Friday, May 16, 2014

more shoe trouble

I've complained before (here and here) about finding steel-toe boots that actually fit. Part of the problem is that my feet are not only small, but difficult. So here's a long explanation of why, exactly, I have such a hard time finding shoes that fit:

1. High arches: I have super high arches. My footprint has just the tiniest side connecting heel and toe. I like my high arches - I think they make my feet look elegant. But. Because my arches are so high, my instep is also very high. So I can't wear most pull-on shoes, and especially not clogs. Also, if I'm half asleep and I streeeetch and point my toes, a tendon or something gets dislocated and my toes get stuck over-curled. It's incredibly painful, and the only way to fix it is to physically grab my foot and wrench my toes around the right way. I don't know anyone else with this problem.

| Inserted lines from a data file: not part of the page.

//! Effect lifecycle state machine.

use tracing::debug;

use crate::error::{BridgeError, Result};

/// Lifecycle states of one effect instance.
#[derive(Debug, Clone, Copy, PartialEq, Eq)]
pub enum Lifecycle {
    /// Constructed, backend not yet opened.
    Uninitialized,
    /// Backend opened, processing disabled.
    Configured,
    /// Processing enabled.
    Active,
}

impl Lifecycle {
    /// Returns a human-readable name for the state.
    pub fn name(self) -> &'static str {
        match self {
            Lifecycle::Uninitialized => "UNINITIALIZED",
            Lifecycle::Configured => "CONFIGURED",
            Lifecycle::Active => "ACTIVE",
        }
    }
}

/// Owns the lifecycle state and validates every transition.
///
/// A rejected transition leaves the state unchanged.
#[derive(Debug)]
pub struct StateController {
    state: Lifecycle,
}

impl StateController {
    /// Start in `Uninitialized`.
    pub fn new() -> Self {
        Self {
            state: Lifecycle::Uninitialized,
        }
    }

    /// The current lifecycle state.
    pub fn state(&self) -> Lifecycle {
        self.state
    }

    /// Fail with an invalid-operation error unless in `expected`.
    pub fn expect(&self, expected: Lifecycle, op: &'static str) -> Result<()> {
        if self.state != expected {
            return Err(BridgeError::InvalidTransition {
                op,
                state: self.state.name(),
            });
        }
        Ok(())
    }

    /// `Uninitialized → Configured`. Valid exactly once.
    pub fn init(&mut self) -> Result<()> {
        self.expect(Lifecycle::Uninitialized, "init")?;
        self.transition(Lifecycle::Configured);
        Ok(())
    }

    /// `Configured → Active`.
    pub fn enable(&mut self) -> Result<()> {
        self.expect(Lifecycle::Configured, "enable")?;
        self.transition(Lifecycle::Active);
        Ok(())
    }

    /// `Active → Configured`.
    pub fn disable(&mut self) -> Result<()> {
        self.expect(Lifecycle::Active, "disable")?;
        self.transition(Lifecycle::Configured);
        Ok(())
    }

    /// `Configured | Active → Configured`.
    pub fn reset(&mut self) -> Result<()> {
        if self.state == Lifecycle::Uninitialized {
            return Err(BridgeError::InvalidTransition {
                op: "reset",
                state: self.state.name(),
            });
        }
        self.transition(Lifecycle::Configured);
        Ok(())
    }

    fn transition(&mut self, next: Lifecycle) {
        debug!(from = self.state.name(), to = next.name(), "lifecycle transition");
        self.state = next;
    }
}

impl Default for StateController {
    fn default() -> Self {
        Self::new()
    }
}

#[cfg(test)]
mod tests {
    use super::*;

    #[test]
    fn happy_path_init_enable_disable() {
        let mut state = StateController::new();
        assert_eq!(state.state(), Lifecycle::Uninitialized);
        state.init().unwrap();
        assert_eq!(state.state(), Lifecycle::Configured);
        state.enable().unwrap();
        assert_eq!(state.state(), Lifecycle::Active);
        state.disable().unwrap();
        assert_eq!(state.state(), Lifecycle::Configured);
    }

    #[test]
    fn double_init_rejected_state_unchanged() {
        let mut state = StateController::new();
        state.init().unwrap();
        let err = state.init().unwrap_err();
        assert!(matches!(err, BridgeError::InvalidTransition { op: "init", .. }));
        assert_eq!(state.state(), Lifecycle::Configured);
    }

    #[test]
    fn enable_requires_configured() {
        let mut state = StateController::new();
        assert!(state.enable().is_err());
        state.init().unwrap();
        state.enable().unwrap();
        // Already active: rejected, state stays Active.
        assert!(state.enable().is_err());
        assert_eq!(state.state(), Lifecycle::Active);
    }

    #[test]
    fn disable_requires_active() {
        let mut state = StateController::new();
        state.init().unwrap();
        let err = state.disable().unwrap_err();
        assert!(matches!(
            err,
            BridgeError::InvalidTransition { op: "disable", .. }
        ));
        assert_eq!(state.state(), Lifecycle::Configured);
    }

    #[test]
    fn reset_from_configured_and_active() {
        let mut state = StateController::new();
        assert!(state.reset().is_err());
        state.init().unwrap();
        state.reset().unwrap();
        assert_eq!(state.state(), Lifecycle::Configured);
        state.enable().unwrap();
        state.reset().unwrap();
        assert_eq!(state.state(), Lifecycle::Configured);
    }
}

2. Wide feet: Because I was a little hippie heathen growing up, I spent every possible second barefoot as long as the ground wasn't still frozen. I did a lot of running around outside, on asphalt, barefoot. So the pads of my feet and my toes are splayed out. I have an especially hard time with sandals and fancy strappy shoes.

3. Stubby toes: When I was a kid, we used to say that someone with a second toe longer than their big toe had "Jesus feet". I have anti-Jesus feet. I've got normal big toes and then a line of stubby little toes. No pointy or peep-toe shoes for me.

4. Upturned toes: Some people have feet that continue straight downward at the toes. My toes sort of stick up at the tips. Combined with a decent bend in my nail beds, this means that I need some serious room in the toe box of my shoes. Otherwise, the top of the nails on my big toes press up against the inside of my shoes. And that is how I got a horrific infection from a long week wearing cheap steel-toe boots in lousy weather and had to have all sorts of icky stuff removed and was threatened with having the toenail removed entirely (permanently).

5. Sensitive toes: I hate thongs/flip flops. Sigh.

So how do I deal with these trials and tribulations? Dr. Martens for steel toe boots for the field, Dr. Martens for mary janes for the office. And Fluevogs for casual Fridays and whenever. Because when you have funny feet, it's worth paying extra for shoes that actually work and will hold up over time.

5 comments:

Anonymous said...

Interesting. I come from an oil & gas drilling background (30+ years, Canada) and in my experience, about the only people who wear lace-up boots around a drilling location are newbies and visitors (same ones with the shiny white hard hats and spotless, pressed overalls). Bending down to lace and unlace boots a few dozen times a day, going from rig/mucky drilling lease to work/accommodation shack ("GET YER DAMN DIRTY BOOTS OFF!!") gets old in a hurry. They're invariably chucked in favour of loose-fitting steel-toed rubber boots ("Wellies" to some).

Are lace-up boots mandatory in your biz, or a personal preference?

--Howard

Short Geologist said...

If you have any suggestions for size 7, women's, US sizing (5 men's) steel-toe wellies, I'd love to hear them. The drillers have the same response. Of COURSE they don't have a problem. They have mens' feet. They can walk into any work-clothing store to buy them.

Regarding lace-up boots: they are standard. I started a response but it got complicated. look for a post sometime next week.

Anonymous said...

I didn't realize availability was an issue. I have a lot of female colleagues and most of them (most of my male colleagues, and rig crews too, for that matter) wear Baffin boots. They have steel-toes in women's sizes 5-10. The "Processor" and "Storm-30" are both popular and widely available (in Canada, anyway). The "Storm-30" can be used in winter, with optional liners.

http://www.baffin.com/category-s/77.htm

greenlandgem said...

I've only worked very early stage exploration in Canada so the priority there was good hiking boots with steel shanks over steel toes. However, in Australia I work mostly with rigs and underground and it's lace-up steel caps or steel capped gumboots. As the industry is so pervasive here it is possible to find size 5 (7.5 US) lace ups in most work gear shops (though socks are a problem - I can have shoes but not socks apparently) but on site stock can sometimes be a problem. I've been wearing size 6 gummies so long that when the stock guy got in a surprise pair of 5s for me they felt too tight and I found myself slipping and tripping climbing the rills because I was so used to the boot moving around my foot. Heh. As for lace-ups vs non.... Most sites here specifically ban pull-on steel caps, though you can buy them easily enough. There is a complex HSE reasoning behind it which I can no longer remember but is probably totally counterintuitive and nonsensical.

greenlandgem said...

Also, I think you and I must have a common ancestor. I have very similar feet: high arches, tiny nubbin toes (my partner says I have one big toe and four pinkie toes on each foot) and I get the crazy cramped and seized toes if I stretch without due care and attention. Finding sandals that fit properly and look nice can be a problem for sure! For work - I put insoles in everything for my arches. It helps to make up for the fact that the boots are usually a size too big as well.